- ABOUT THIS EXERCISE -
Your answer should be the entries below, reproduced character for character.

"""

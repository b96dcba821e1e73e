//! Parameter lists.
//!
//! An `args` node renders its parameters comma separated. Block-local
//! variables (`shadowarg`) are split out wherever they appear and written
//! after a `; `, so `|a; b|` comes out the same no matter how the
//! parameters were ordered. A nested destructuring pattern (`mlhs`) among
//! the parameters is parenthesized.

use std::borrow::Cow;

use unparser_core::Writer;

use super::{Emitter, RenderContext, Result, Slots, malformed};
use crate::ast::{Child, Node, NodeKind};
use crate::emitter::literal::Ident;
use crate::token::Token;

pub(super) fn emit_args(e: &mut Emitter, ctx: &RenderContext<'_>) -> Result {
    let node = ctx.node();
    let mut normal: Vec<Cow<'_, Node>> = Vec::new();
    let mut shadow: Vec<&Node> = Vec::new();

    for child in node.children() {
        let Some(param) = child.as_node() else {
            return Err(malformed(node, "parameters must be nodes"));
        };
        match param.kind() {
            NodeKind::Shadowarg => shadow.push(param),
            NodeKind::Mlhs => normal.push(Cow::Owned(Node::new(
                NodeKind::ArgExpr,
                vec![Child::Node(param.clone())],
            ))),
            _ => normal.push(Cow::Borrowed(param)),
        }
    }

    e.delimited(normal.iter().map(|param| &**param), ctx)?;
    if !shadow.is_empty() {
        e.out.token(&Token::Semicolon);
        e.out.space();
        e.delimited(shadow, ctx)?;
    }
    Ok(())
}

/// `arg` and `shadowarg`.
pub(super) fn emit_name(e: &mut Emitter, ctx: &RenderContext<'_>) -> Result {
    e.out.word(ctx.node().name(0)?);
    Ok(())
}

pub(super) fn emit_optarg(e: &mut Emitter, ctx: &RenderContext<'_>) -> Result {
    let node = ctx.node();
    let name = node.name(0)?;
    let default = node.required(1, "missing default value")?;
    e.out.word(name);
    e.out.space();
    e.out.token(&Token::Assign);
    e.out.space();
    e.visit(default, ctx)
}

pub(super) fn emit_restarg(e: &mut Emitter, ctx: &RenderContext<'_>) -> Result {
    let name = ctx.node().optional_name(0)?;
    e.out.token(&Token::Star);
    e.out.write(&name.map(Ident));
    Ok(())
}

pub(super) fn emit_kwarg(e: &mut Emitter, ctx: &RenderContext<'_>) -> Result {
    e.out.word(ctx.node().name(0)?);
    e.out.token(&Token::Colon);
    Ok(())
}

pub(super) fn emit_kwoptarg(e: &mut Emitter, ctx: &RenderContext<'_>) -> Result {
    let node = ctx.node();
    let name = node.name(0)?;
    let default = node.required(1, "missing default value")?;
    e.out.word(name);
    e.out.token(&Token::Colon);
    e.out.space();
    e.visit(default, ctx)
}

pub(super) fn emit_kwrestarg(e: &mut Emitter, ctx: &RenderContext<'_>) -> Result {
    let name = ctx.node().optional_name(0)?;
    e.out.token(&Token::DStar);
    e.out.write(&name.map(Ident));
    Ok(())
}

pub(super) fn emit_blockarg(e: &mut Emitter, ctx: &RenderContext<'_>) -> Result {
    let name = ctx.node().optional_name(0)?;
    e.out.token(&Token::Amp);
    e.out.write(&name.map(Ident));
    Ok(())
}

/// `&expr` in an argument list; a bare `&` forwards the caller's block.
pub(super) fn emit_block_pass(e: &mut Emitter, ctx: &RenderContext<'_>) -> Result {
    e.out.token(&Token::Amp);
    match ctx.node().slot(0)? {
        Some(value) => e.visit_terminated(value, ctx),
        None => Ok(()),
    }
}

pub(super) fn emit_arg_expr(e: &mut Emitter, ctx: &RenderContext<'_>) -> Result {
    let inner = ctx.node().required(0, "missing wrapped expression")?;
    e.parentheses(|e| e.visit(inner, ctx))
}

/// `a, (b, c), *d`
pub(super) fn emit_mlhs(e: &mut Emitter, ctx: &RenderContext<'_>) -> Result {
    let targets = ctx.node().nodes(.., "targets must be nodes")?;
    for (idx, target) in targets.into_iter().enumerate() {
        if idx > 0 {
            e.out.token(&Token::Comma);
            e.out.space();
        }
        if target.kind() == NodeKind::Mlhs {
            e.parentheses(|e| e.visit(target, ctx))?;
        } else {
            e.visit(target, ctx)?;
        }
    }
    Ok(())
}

"""

- EXERCISE OUTPUT -
repository b96dcba821e1e73e
//! Parameter lists.
//!
//! An `args` node renders its parameters comma separated. Block-local
//! variables (`shadowarg`) are split out wherever they appear and written
//! after a `; `, so `|a; b|` comes out the same no matter how the
//! parameters were ordered. A nested destructuring pattern (`mlhs`) among
//! the parameters is parenthesized.

use std::borrow::Cow;

use unparser_core::Writer;

use super::{Emitter, RenderContext, Result, Slots, malformed};
use crate::ast::{Child, Node, NodeKind};
use crate::emitter::literal::Ident;
use crate::token::Token;

pub(super) fn emit_args(e: &mut Emitter, ctx: &RenderContext<'_>) -> Result {
    let node = ctx.node();
    let mut normal: Vec<Cow<'_, Node>> = Vec::new();
    let mut shadow: Vec<&Node> = Vec::new();

    for child in node.children() {
        let Some(param) = child.as_node() else {
            return Err(malformed(node, "parameters must be nodes"));
        };
        match param.kind() {
            NodeKind::Shadowarg => shadow.push(param),
            NodeKind::Mlhs => normal.push(Cow::Owned(Node::new(
                NodeKind::ArgExpr,
                vec![Child::Node(param.clone())],
            ))),
            _ => normal.push(Cow::Borrowed(param)),
        }
    }

    e.delimited(normal.iter().map(|param| &**param), ctx)?;
    if !shadow.is_empty() {
        e.out.token(&Token::Semicolon);
        e.out.space();
        e.delimited(shadow, ctx)?;
    }
    Ok(())
}

/// `arg` and `shadowarg`.
pub(super) fn emit_name(e: &mut Emitter, ctx: &RenderContext<'_>) -> Result {
    e.out.word(ctx.node().name(0)?);
    Ok(())
}

pub(super) fn emit_optarg(e: &mut Emitter, ctx: &RenderContext<'_>) -> Result {
    let node = ctx.node();
    let name = node.name(0)?;
    let default = node.required(1, "missing default value")?;
    e.out.word(name);
    e.out.space();
    e.out.token(&Token::Assign);
    e.out.space();
    e.visit(default, ctx)
}

pub(super) fn emit_restarg(e: &mut Emitter, ctx: &RenderContext<'_>) -> Result {
    let name = ctx.node().optional_name(0)?;
    e.out.token(&Token::Star);
    e.out.write(&name.map(Ident));
    Ok(())
}

pub(super) fn emit_kwarg(e: &mut Emitter, ctx: &RenderContext<'_>) -> Result {
    e.out.word(ctx.node().name(0)?);
    e.out.token(&Token::Colon);
    Ok(())
}

pub(super) fn emit_kwoptarg(e: &mut Emitter, ctx: &RenderContext<'_>) -> Result {
    let node = ctx.node();
    let name = node.name(0)?;
    let default = node.required(1, "missing default value")?;
    e.out.word(name);
    e.out.token(&Token::Colon);
    e.out.space();
    e.visit(default, ctx)
}

pub(super) fn emit_kwrestarg(e: &mut Emitter, ctx: &RenderContext<'_>) -> Result {
    let name = ctx.node().optional_name(0)?;
    e.out.token(&Token::DStar);
    e.out.write(&name.map(Ident));
    Ok(())
}

pub(super) fn emit_blockarg(e: &mut Emitter, ctx: &RenderContext<'_>) -> Result {
    let name = ctx.node().optional_name(0)?;
    e.out.token(&Token::Amp);
    e.out.write(&name.map(Ident));
    Ok(())
}

/// `&expr` in an argument list; a bare `&` forwards the caller's block.
pub(super) fn emit_block_pass(e: &mut Emitter, ctx: &RenderContext<'_>) -> Result {
    e.out.token(&Token::Amp);
    match ctx.node().slot(0)? {
        Some(value) => e.visit_terminated(value, ctx),
        None => Ok(()),
    }
}

pub(super) fn emit_arg_expr(e: &mut Emitter, ctx: &RenderContext<'_>) -> Result {
    let inner = ctx.node().required(0, "missing wrapped expression")?;
    e.parentheses(|e| e.visit(inner, ctx))
}

/// `a, (b, c), *d`
pub(super) fn emit_mlhs(e: &mut Emitter, ctx: &RenderContext<'_>) -> Result {
    let targets = ctx.node().nodes(.., "targets must be nodes")?;
    for (idx, target) in targets.into_iter().enumerate() {
        if idx > 0 {
            e.out.token(&Token::Comma);
            e.out.space();
        }
        if target.kind() == NodeKind::Mlhs {
            e.parentheses(|e| e.visit(target, ctx))?;
        } else {
            e.visit(target, ctx)?;
        }
    }
    Ok(())
}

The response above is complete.